Bioéthicien de formation, Philippe-Aubert Côté est mitigé par rapport à l’impact de la fiction sur la compréhension de l’intelligence artificielle. «Celle-ci peut jouer un rôle sain, si elle est perçue à la manière d’une expérience de pensée qui amorce des discussions», précise celui qui est également auteur de romans de science-fiction. Il cite en exemple l’apport éthique du roman d’anticipation Le meilleur des mondes d’Aldous Huxley, qui aurait «contribué à l’initiation d’un débat sur la question des thérapies génétiques ayant permis de mettre en évidence des problèmes concrets». Il ne faut toutefois pas que la fiction vienne brouiller le débat, prévient Côté. «Elle attire parfois l’attention sur des problématiques hypothétiques qui masquent des enjeux plus rapprochés, rappelle-t-il. Je pense que c’est particulièrement le cas en matière d’intelligence artificielle.»

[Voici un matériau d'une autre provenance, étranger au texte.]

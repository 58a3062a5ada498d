use prometheus::Registry;
use std::sync::Arc;
use std::time::Instant;

use crate::config::ApiConfig;
use crate::observability::Observability;
use crate::store::{build_store, RegistrationStore};

/// Application state shared across handlers
#[derive(Clone)]
pub struct AppState {
    pub config: Arc<ApiConfig>,
    pub store: Arc<dyn RegistrationStore>,
    pub started_at: Instant,
    pub registry: Registry,
}

impl AppState {
    pub fn new(config: ApiConfig, store: Arc<dyn RegistrationStore>, registry: Registry) -> Self {
        Self {
            config: Arc::new(config),
            store,
            started_at: Instant::now(),
            registry,
        }
    }

    /// State with the store selected by `config` and a private `ticket_`
    /// registry, for embedding the router without installing a subscriber.
    pub fn standalone(config: ApiConfig) -> Self {
        let registry = Observability::registry().unwrap_or_else(|err| {
            tracing::warn!(error = %err, "failed to build metrics registry");
            Registry::new()
        });
        let store = build_store(&config.store);
        Self::new(config, store, registry)
    }
}
pub mod config;
pub mod data_validation_handlers;
pub mod error;
pub mod handlers;
pub mod metrics;
pub mod metrics_handler;
pub mod observability;
pub mod profile_verification_handlers;
pub mod request_logger;
pub mod response;
pub mod routes;
pub mod state;
pub mod store;
pub mod validation;
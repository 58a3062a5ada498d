//! Transaction classification from encoded call data
//!
//! The callback only carries the ABI-encoded USDC `transfer` call, so the
//! kind of checkout is recognised by looking for the hex encoding of the
//! transfer amount inside the call data. This is a plain substring match:
//! the amount word is never decoded.

use serde::Serialize;
use serde_json::Value;
use thiserror::Error;

use crate::models::DataRequestPayload;

/// 0.01 USDC with 6 decimals (10_000 = 0x2710).
pub const GIVEAWAY_AMOUNT_HEX: &str = "2710";
/// 1 USDC with 6 decimals (1_000_000 = 0xf4240).
pub const PURCHASE_AMOUNT_HEX: &str = "f4240";

#[derive(Debug, Clone, Copy, PartialEq, Eq, Hash, Serialize)]
#[serde(rename_all = "lowercase")]
pub enum TransactionType {
    Unknown,
    Giveaway,
    Purchase,
}

impl TransactionType {
    pub fn as_str(&self) -> &'static str {
        match self {
            TransactionType::Unknown => "unknown",
            TransactionType::Giveaway => "giveaway",
            TransactionType::Purchase => "purchase",
        }
    }

    /// Display label of the amount paid for this kind of transaction.
    pub fn amount_label(&self) -> &'static str {
        match self {
            TransactionType::Unknown => "0",
            TransactionType::Giveaway => "0.01 USDC",
            TransactionType::Purchase => "1 USDC",
        }
    }
}

impl std::fmt::Display for TransactionType {
    fn fmt(&self, f: &mut std::fmt::Formatter<'_>) -> std::fmt::Result {
        f.write_str(self.as_str())
    }
}

#[derive(Debug, Clone, PartialEq, Eq, Serialize)]
pub struct TransactionClassification {
    pub kind: TransactionType,
    pub amount: String,
}

impl TransactionClassification {
    fn of(kind: TransactionType) -> Self {
        Self {
            kind,
            amount: kind.amount_label().to_string(),
        }
    }

    pub fn unknown() -> Self {
        Self::of(TransactionType::Unknown)
    }
}

/// Classify a single call's encoded data. The giveaway pattern is checked
/// first, so data containing both substrings is a giveaway.
pub fn classify_call_data(data: &str) -> TransactionClassification {
    if data.contains(GIVEAWAY_AMOUNT_HEX) {
        TransactionClassification::of(TransactionType::Giveaway)
    } else if data.contains(PURCHASE_AMOUNT_HEX) {
        TransactionClassification::of(TransactionType::Purchase)
    } else {
        TransactionClassification::unknown()
    }
}

/// A call bundle whose first call cannot be inspected.
#[derive(Debug, Clone, PartialEq, Eq, Error)]
pub enum ClassifyError {
    #[error("first call in the bundle is null")]
    NullCall,
    #[error("call data must be a string or an array, got {0}")]
    UnsupportedCallData(&'static str),
}

/// Classify a callback payload by the data of its first call.
///
/// A missing bundle, a call without `data`, or empty/zero/false data is an
/// unknown transaction. A `null` first call or data that is neither text
/// nor a list cannot be inspected and is an error. A list matches when one
/// of its items equals an amount pattern exactly.
pub fn classify(payload: &DataRequestPayload) -> Result<TransactionClassification, ClassifyError> {
    let data = match payload.first_call() {
        None => return Ok(TransactionClassification::unknown()),
        Some(Value::Null) => return Err(ClassifyError::NullCall),
        Some(Value::Object(call)) => call.get("data"),
        Some(_) => None,
    };

    match data {
        None => Ok(TransactionClassification::unknown()),
        Some(value) if is_blank(value) => Ok(TransactionClassification::unknown()),
        Some(Value::String(data)) => Ok(classify_call_data(data)),
        Some(Value::Array(items)) => Ok(classify_call_items(items)),
        Some(Value::Number(_)) => Err(ClassifyError::UnsupportedCallData("a number")),
        Some(Value::Bool(_)) => Err(ClassifyError::UnsupportedCallData("a boolean")),
        Some(_) => Err(ClassifyError::UnsupportedCallData("an object")),
    }
}

fn classify_call_items(items: &[Value]) -> TransactionClassification {
    let has = |pattern: &str| items.iter().any(|item| item.as_str() == Some(pattern));
    if has(GIVEAWAY_AMOUNT_HEX) {
        TransactionClassification::of(TransactionType::Giveaway)
    } else if has(PURCHASE_AMOUNT_HEX) {
        TransactionClassification::of(TransactionType::Purchase)
    } else {
        TransactionClassification::unknown()
    }
}

/// `null`, `false`, zero and the empty string carry no call data.
fn is_blank(value: &Value) -> bool {
    match value {
        Value::Null => true,
        Value::Bool(b) => !b,
        Value::Number(n) => n.as_f64() == Some(0.0),
        Value::String(s) => s.is_empty(),
        _ => false,
    }
}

Prévenir pour ne pas avoir à guérir

À l’instar de plusieurs spécialistes, Yoshua Bengio éprouve peu d’intérêt à spéculer sur la question des robots dotés de conscience. «Ce n’est pas qu’on ne doive pas y réfléchir, mais ce scénario est tellement éloigné du présent, qu’on ne peut pas y faire grand chose dans l’immédiat», précise-t-il.

Philippe-Aubert Côté comprend cette attitude des chercheurs quant aux projections distantes, mais il voit l’utilité de s’adonner aujourd’hui à ces réflexions, même si elles concernent des technologies futuristes et éloignées. «On n’aura pas besoin de réinventer la roue lorsque de nouveaux enjeux éthiques se feront sentir, remarque-t-il. Il y aura déjà un socle sur lequel bâtir de nouvelles régulations.»

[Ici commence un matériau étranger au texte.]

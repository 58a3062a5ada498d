//! Server configuration module
//! Loaded from environment variables (a `.env` file is read first by `main`).

use std::env;
use std::net::{IpAddr, SocketAddr};
use thiserror::Error;

const DEFAULT_PORT: u16 = 3001;
const DEFAULT_STORE_CAPACITY: u64 = 10_000;

#[derive(Error, Debug, PartialEq)]
pub enum ConfigError {
    #[error("Invalid {key}: {value} ({reason})")]
    InvalidValue {
        key: &'static str,
        value: String,
        reason: String,
    },
    #[error("Invalid configuration: {0}")]
    InvalidConfig(String),
}

/// Where registrations are kept
#[derive(Clone, Copy, Debug, PartialEq, Eq)]
pub enum StorePolicy {
    /// Unbounded in-process map
    Memory,
    /// Capacity-bounded cache, oldest/least used entries evicted
    Bounded,
}

impl std::str::FromStr for StorePolicy {
    type Err = String;

    fn from_str(s: &str) -> Result<Self, Self::Err> {
        match s.to_lowercase().as_str() {
            "memory" => Ok(StorePolicy::Memory),
            "bounded" => Ok(StorePolicy::Bounded),
            _ => Err(format!("Unknown store policy: {}", s)),
        }
    }
}

#[derive(Clone, Copy, Debug, PartialEq, Eq)]
pub enum LogFormat {
    Pretty,
    Json,
}

impl std::str::FromStr for LogFormat {
    type Err = String;

    fn from_str(s: &str) -> Result<Self, Self::Err> {
        match s.to_lowercase().as_str() {
            "pretty" | "text" => Ok(LogFormat::Pretty),
            "json" => Ok(LogFormat::Json),
            _ => Err(format!("Unknown log format: {}", s)),
        }
    }
}

#[derive(Clone, Debug, PartialEq)]
pub struct StoreConfig {
    pub policy: StorePolicy,
    pub capacity: u64,
}

impl Default for StoreConfig {
    fn default() -> Self {
        Self {
            policy: StorePolicy::Memory,
            capacity: DEFAULT_STORE_CAPACITY,
        }
    }
}

#[derive(Clone, Debug, PartialEq)]
pub struct ApiConfig {
    pub host: IpAddr,
    pub port: u16,
    /// Externally reachable base URL (tunnel or deployment), reported by
    /// the status endpoints so the wallet callback URL can be checked.
    pub public_base_url: String,
    pub store: StoreConfig,
    pub log_format: LogFormat,
}

impl Default for ApiConfig {
    fn default() -> Self {
        Self {
            host: IpAddr::from([0, 0, 0, 0]),
            port: DEFAULT_PORT,
            public_base_url: format!("http://localhost:{}", DEFAULT_PORT),
            store: StoreConfig::default(),
            log_format: LogFormat::Pretty,
        }
    }
}

impl ApiConfig {
    /// Load configuration from environment variables with fallback to defaults
    pub fn from_env() -> Result<Self, ConfigError> {
        Self::from_lookup(|key| env::var(key).ok())
    }

    /// Build configuration from an arbitrary variable source.
    pub fn from_lookup<F>(lookup: F) -> Result<Self, ConfigError>
    where
        F: Fn(&str) -> Option<String>,
    {
        let mut config = Self::default();

        if let Some(host) = lookup("API_HOST") {
            config.host = parse_var("API_HOST", &host)?;
        }

        if let Some(port) = lookup("API_PORT") {
            config.port = parse_var("API_PORT", &port)?;
        }

        config.public_base_url = match lookup("PUBLIC_BASE_URL") {
            Some(url) => url.trim_end_matches('/').to_string(),
            None => format!("http://localhost:{}", config.port),
        };

        if let Some(policy) = lookup("REGISTRATION_STORE") {
            config.store.policy = parse_var("REGISTRATION_STORE", &policy)?;
        }

        if let Some(capacity) = lookup("REGISTRATION_STORE_CAPACITY") {
            config.store.capacity = parse_var("REGISTRATION_STORE_CAPACITY", &capacity)?;
        }

        if let Some(format) = lookup("LOG_FORMAT") {
            config.log_format = parse_var("LOG_FORMAT", &format)?;
        }

        if config.store.policy == StorePolicy::Bounded && config.store.capacity == 0 {
            return Err(ConfigError::InvalidConfig(
                "REGISTRATION_STORE_CAPACITY must be greater than 0 for a bounded store".to_string(),
            ));
        }

        Ok(config)
    }

    pub fn bind_addr(&self) -> SocketAddr {
        SocketAddr::new(self.host, self.port)
    }

    /// Public URL of an endpoint path, e.g. `/api/data-validation`.
    pub fn public_url(&self, path: &str) -> String {
        format!("{}{}", self.public_base_url, path)
    }
}

fn parse_var<T>(key: &'static str, value: &str) -> Result<T, ConfigError>
where
    T: std::str::FromStr,
    T::Err: std::fmt::Display,
{
    value.trim().parse::<T>().map_err(|e| ConfigError::InvalidValue {
        key,
        value: value.to_string(),
        reason: e.to_string(),
    })
}

#[cfg(test)]
mod tests {
    use super::*;
    use std::collections::HashMap;

    fn load(vars: &[(&str, &str)]) -> Result<ApiConfig, ConfigError> {
        let vars: HashMap<String, String> = vars
            .iter()
            .map(|(k, v)| (k.to_string(), v.to_string()))
            .collect();
        ApiConfig::from_lookup(|key| vars.get(key).cloned())
    }

    #[test]
    fn test_defaults() {
        let config = load(&[]).unwrap();
        assert_eq!(config.bind_addr().to_string(), "0.0.0.0:3001");
        assert_eq!(config.public_base_url, "http://localhost:3001");
        assert_eq!(config.store.policy, StorePolicy::Memory);
        assert_eq!(config.log_format, LogFormat::Pretty);
    }

    #[test]
    fn test_overrides() {
        let config = load(&[
            ("API_HOST", "127.0.0.1"),
            ("API_PORT", "8080"),
            ("PUBLIC_BASE_URL", "https://tickets.ngrok.app/"),
            ("REGISTRATION_STORE", "Bounded"),
            ("REGISTRATION_STORE_CAPACITY", "500"),
            ("LOG_FORMAT", "json"),
        ])
        .unwrap();

        assert_eq!(config.bind_addr().to_string(), "127.0.0.1:8080");
        assert_eq!(
            config.public_url("/api/data-validation"),
            "https://tickets.ngrok.app/api/data-validation"
        );
        assert_eq!(config.store, StoreConfig { policy: StorePolicy::Bounded, capacity: 500 });
        assert_eq!(config.log_format, LogFormat::Json);
    }

    #[test]
    fn test_invalid_port() {
        let err = load(&[("API_PORT", "http")]).unwrap_err();
        assert!(matches!(err, ConfigError::InvalidValue { key: "API_PORT", .. }));
    }

    #[test]
    fn test_unknown_store_policy() {
        let err = load(&[("REGISTRATION_STORE", "postgres")]).unwrap_err();
        assert!(err.to_string().contains("Unknown store policy"));
    }

    #[test]
    fn test_bounded_store_needs_capacity() {
        let err = load(&[("REGISTRATION_STORE", "bounded"), ("REGISTRATION_STORE_CAPACITY", "0")])
            .unwrap_err();
        assert!(matches!(err, ConfigError::InvalidConfig(_)));
    }
}
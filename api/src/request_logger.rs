use axum::{
    body::Body,
    extract::MatchedPath,
    http::Request,
    middleware::Next,
    response::Response,
};

use crate::metrics;

/// Logs `METHOD URI STATUS ELAPSEDms` and records HTTP metrics labelled by
/// the matched route, so unknown paths do not explode label cardinality.
pub async fn request_logger(req: Request<Body>, next: Next) -> Response {
    let method = req.method().clone();
    let uri = req.uri().clone();
    let path = req
        .extensions()
        .get::<MatchedPath>()
        .map(|p| p.as_str().to_string())
        .unwrap_or_else(|| "unmatched".to_string());
    let start = std::time::Instant::now();

    let response = next.run(req).await;

    let elapsed = start.elapsed();
    let status = response.status().as_u16();

    metrics::observe_http(method.as_str(), &path, status, elapsed.as_secs_f64());
    tracing::info!("{method} {uri} {status} {}ms", elapsed.as_millis());

    response
}
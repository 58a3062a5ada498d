//! Input validation for wallet callbacks
//!
//! # Overview
//!
//! 1. **Extractors** - `CallbackJson<T>`, which turns unreadable bodies into
//!    the callback server-error envelope
//! 2. **Validators** - small predicates over single field values
//! 3. **Rules** - the two rule sets (data validation, profile verification)
//! 4. **Errors** - `ValidationErrors`, the ordered field → message map
//!
//! # Failure body
//!
//! ```json
//! {
//!   "errors": {
//!     "email": "Please provide a valid email address",
//!     "physicalAddress": { "countryCode": "We don't ship to this location" }
//!   }
//! }
//! ```
//!
//! The wallet provider reads failures from the body only, every callback
//! response is HTTP 200.

pub mod errors;
pub mod extractors;
pub mod rules;
pub mod validators;

pub use errors::{FieldFailure, FieldMessages, ValidationErrors};
pub use extractors::CallbackJson;
pub use rules::{DataValidationRules, ProfileVerificationRules, RuleSet};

L’ordinateur intelligent et la cohabitation avec les robots feront d’ailleurs partie des sujets de discussion lors d’un colloque organisé par la Commission de l’éthique en science et en technologie (CEST), en mai, à Rimouski. Ce colloque visera à alimenter la «veille éthique» de la CEST en tentant de cibler les questions qui émergeront du développement projeté de nouvelles technologies. «Le but du colloque n’est pas de trancher et de faire des recommandations en matière d’intelligence artificielle, spécifie Philippe-Aubert Côté, qui s’implique auprès de la CEST. Il s’agit simplement de réunir des experts pour en discuter et pour voir si ça vaudra éventuellement la peine qu’on se consacre davantage à cette réflexion.»

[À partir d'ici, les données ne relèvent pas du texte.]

//! Shared helpers for HTTP-level tests

#![allow(dead_code)]

pub use axum::body::Body;
pub use axum::http::{header, Method, Request, StatusCode};
pub use serde_json::{json, Value};
pub use tower::ServiceExt;

use api::config::ApiConfig;
use api::routes;
use api::state::AppState;

/// Router plus the state it runs on, so tests can inspect the store.
pub fn test_app() -> (axum::Router, AppState) {
    let state = AppState::standalone(ApiConfig::default());
    (routes::app(state.clone()), state)
}

pub async fn send(app: &axum::Router, request: Request<Body>) -> (StatusCode, axum::http::HeaderMap, Vec<u8>) {
    let response = app.clone().oneshot(request).await.unwrap();
    let status = response.status();
    let headers = response.headers().clone();
    let body = axum::body::to_bytes(response.into_body(), usize::MAX)
        .await
        .unwrap();
    (status, headers, body.to_vec())
}

pub async fn post_json(app: &axum::Router, uri: &str, body: Value) -> (StatusCode, Value) {
    post_raw(app, uri, body.to_string()).await
}

pub async fn post_raw(app: &axum::Router, uri: &str, body: impl Into<String>) -> (StatusCode, Value) {
    let request = Request::post(uri)
        .header(header::CONTENT_TYPE, "application/json")
        .body(Body::from(body.into()))
        .unwrap();
    let (status, _, body) = send(app, request).await;
    (status, serde_json::from_slice(&body).unwrap())
}

pub async fn get_json(app: &axum::Router, uri: &str) -> (StatusCode, Value) {
    let request = Request::get(uri).body(Body::empty()).unwrap();
    let (status, _, body) = send(app, request).await;
    (status, serde_json::from_slice(&body).unwrap())
}

/// ABI-encoded USDC transfer whose amount word is `amount_hex`.
pub fn transfer_call_data(amount_hex: &str) -> String {
    format!(
        "0xa9059cbb000000000000000000000000{}{:0>64}",
        "1111111111111111111111111111111111111111", amount_hex
    )
}

pub fn valid_requested_info() -> Value {
    json!({
        "email": "jane.doe@mail.org",
        "name": { "firstName": "Jane", "familyName": "Doe" },
        "physicalAddress": {
            "address1": "221B Baker Street",
            "city": "London",
            "postalCode": "NW16XE",
            "countryCode": "GB"
        },
        "phoneNumber": { "number": "+447700900123" }
    })
}
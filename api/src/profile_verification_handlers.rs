use axum::{extract::State, Json};
use chrono::Utc;
use serde_json::{json, Value};
use shared::{DataRequestPayload, RegistrationRecord};

use crate::{
    error::CallbackResult,
    handlers::timestamp,
    metrics,
    response::CallbackResponse,
    routes,
    state::AppState,
    validation::{CallbackJson, ProfileVerificationRules, RuleSet},
};

/// Verify a profile submission and remember it under the wallet address.
pub async fn verify_profile(
    State(state): State<AppState>,
    CallbackJson(payload): CallbackJson<DataRequestPayload>,
) -> CallbackResult<CallbackResponse> {
    let rules = ProfileVerificationRules;
    let user_address = payload.user_address();
    tracing::info!(
        user_address,
        has_requested_info = payload.requested_info().is_some(),
        "profile verification callback received"
    );

    let errors = rules.validate(&payload);
    metrics::observe_callback(rules.name(), errors.field_names());

    if errors.has_errors() {
        tracing::warn!(user_address, errors = ?errors, "validation errors found");
        return Ok(CallbackResponse::from_validation(errors, &payload));
    }

    let record = RegistrationRecord::from_payload(&payload, Utc::now());
    let replaced = state.store.upsert(user_address, record).await?;
    metrics::REGISTRATION_WRITES.inc();

    let total = state.store.count().await?;
    metrics::REGISTRATIONS_STORED.set(i64::try_from(total).unwrap_or(i64::MAX));
    tracing::info!(
        user_address,
        overwritten = replaced.is_some(),
        total_registrations = total,
        "registration stored"
    );

    Ok(CallbackResponse::accepted(&payload))
}

pub async fn profile_verification_status(State(state): State<AppState>) -> CallbackResult<Json<Value>> {
    let total = state.store.count().await?;

    Ok(Json(json!({
        "status": "OK",
        "message": "Profile verification API is running",
        "totalRegistrations": total,
        "endpoint": routes::PROFILE_VERIFICATION_PATH,
        "timestamp": timestamp()
    })))
}

#[cfg(test)]
mod tests {
    use super::*;
    use crate::config::ApiConfig;

    fn valid_body(from: &str, email: &str) -> DataRequestPayload {
        serde_json::from_value(json!({
            "requestedInfo": {
                "email": email,
                "name": { "firstName": "Jane", "familyName": "Doe" },
                "physicalAddress": { "address1": "1 Main St", "postalCode": "10001", "countryCode": "US" }
            },
            "calls": [{ "data": "0x2710" }],
            "chainId": 84532,
            "version": "1.0",
            "from": from
        }))
        .unwrap()
    }

    #[tokio::test]
    async fn test_resubmission_overwrites() {
        let state = AppState::standalone(ApiConfig::default());

        for email in ["first@mail.org", "second@mail.org"] {
            let response = verify_profile(State(state.clone()), CallbackJson(valid_body("0xabc", email)))
                .await
                .unwrap();
            assert!(response.is_accepted());
        }

        assert_eq!(state.store.count().await.unwrap(), 1);
        let stored = state.store.get("0xabc").await.unwrap().unwrap();
        assert_eq!(stored.email.as_deref(), Some("second@mail.org"));
        assert_eq!(stored.user_address, "0xabc");
    }

    #[tokio::test]
    async fn test_rejection_stores_nothing() {
        let state = AppState::standalone(ApiConfig::default());
        let response = verify_profile(State(state.clone()), CallbackJson(valid_body("0xabc", "a@example.com")))
            .await
            .unwrap();

        assert_eq!(
            serde_json::to_value(&response).unwrap(),
            json!({ "errors": { "email": "Example.com emails are not allowed" } })
        );
        assert_eq!(state.store.count().await.unwrap(), 0);
    }

    #[tokio::test]
    async fn test_missing_from_keys_unknown() {
        let state = AppState::standalone(ApiConfig::default());
        let payload: DataRequestPayload = serde_json::from_value(json!({ "calls": [] })).unwrap();
        verify_profile(State(state.clone()), CallbackJson(payload)).await.unwrap();

        assert!(state.store.get("unknown").await.unwrap().is_some());
    }

    #[tokio::test]
    async fn test_status_reports_total() {
        let state = AppState::standalone(ApiConfig::default());
        verify_profile(State(state.clone()), CallbackJson(valid_body("0x1", "a@mail.org")))
            .await
            .unwrap();
        verify_profile(State(state.clone()), CallbackJson(valid_body("0x2", "b@mail.org")))
            .await
            .unwrap();

        let Json(body) = profile_verification_status(State(state)).await.unwrap();
        assert_eq!(body["totalRegistrations"], 2);
        assert_eq!(body["endpoint"], "/api/profile-verification");
    }
}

Yoshua Bengio voit d’un bon oeil que la population se tienne au courant des progrès de la recherche en intelligence artificielle, et qu’elle se responsabilise par rapport aux questionnements sociaux que ce domaine suscitera dans un avenir prévisible. «Par contre, si on joue trop sur la peur, on risque de répéter le scénario du développement des cellules embryonnaires, qui est devenu un sujet de recherche tabou, observe-t-il. La peur n’est jamais une bonne conseillère.»